The genetics and pathogenesis of CAKUT

Congenital anomalies of the kidney and urinary tract (CAKUT) comprise a large variety of malformations that arise from defective kidney or urinary tract development and frequently lead to kidney failure. The clinical spectrum ranges from severe malformations, such as renal agenesis, to potentially milder manifestations, such as vesicoureteral reflux. Almost 50% of cases of chronic kidney disease that manifest within the first three decades of life are caused by CAKUT. Evidence suggests that a large number of CAKUT are genetic in origin. To date, mutations in ~54 genes have been identified as monogenic causes of CAKUT, contributing to 12–20% of the aetiology of the disease. Pathogenic copy number variants have also been shown to cause CAKUT and can be detected in 4–11% of patients.
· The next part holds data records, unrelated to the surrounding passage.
//! HTTP control/status surface bind address.

/// Spec §6 names no environment variable for the control surface's bind
/// address; `CONTROL_SERVER_BIND_ADDR` is this repo's addition, defaulting
/// to loopback so the operator surface isn't exposed unless configured.
#[derive(Debug, Clone)]
pub struct ServerConfig {
    /// Address the axum control/status router binds to.
    pub bind_addr: String,
}

impl ServerConfig {
    /// Loads from `CONTROL_SERVER_BIND_ADDR`, defaulting to
    /// `127.0.0.1:8090`.
    #[must_use]
    pub fn from_env() -> Self {
        Self {
            bind_addr: super::env_or("CONTROL_SERVER_BIND_ADDR", "127.0.0.1:8090"),
        }
    }
}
Furthermore, environmental and epigenetic factors can increase the risk of CAKUT. The discovery of novel CAKUT-causing genes is challenging owing to variable expressivity, incomplete penetrance and variable genotype–phenotype correlation. However, such a discovery could ultimately lead to improvements in the accurate molecular genetic diagnosis, assessment of prognosis and multidisciplinary clinical management of patients with CAKUT, potentially including personalized therapeutic approaches.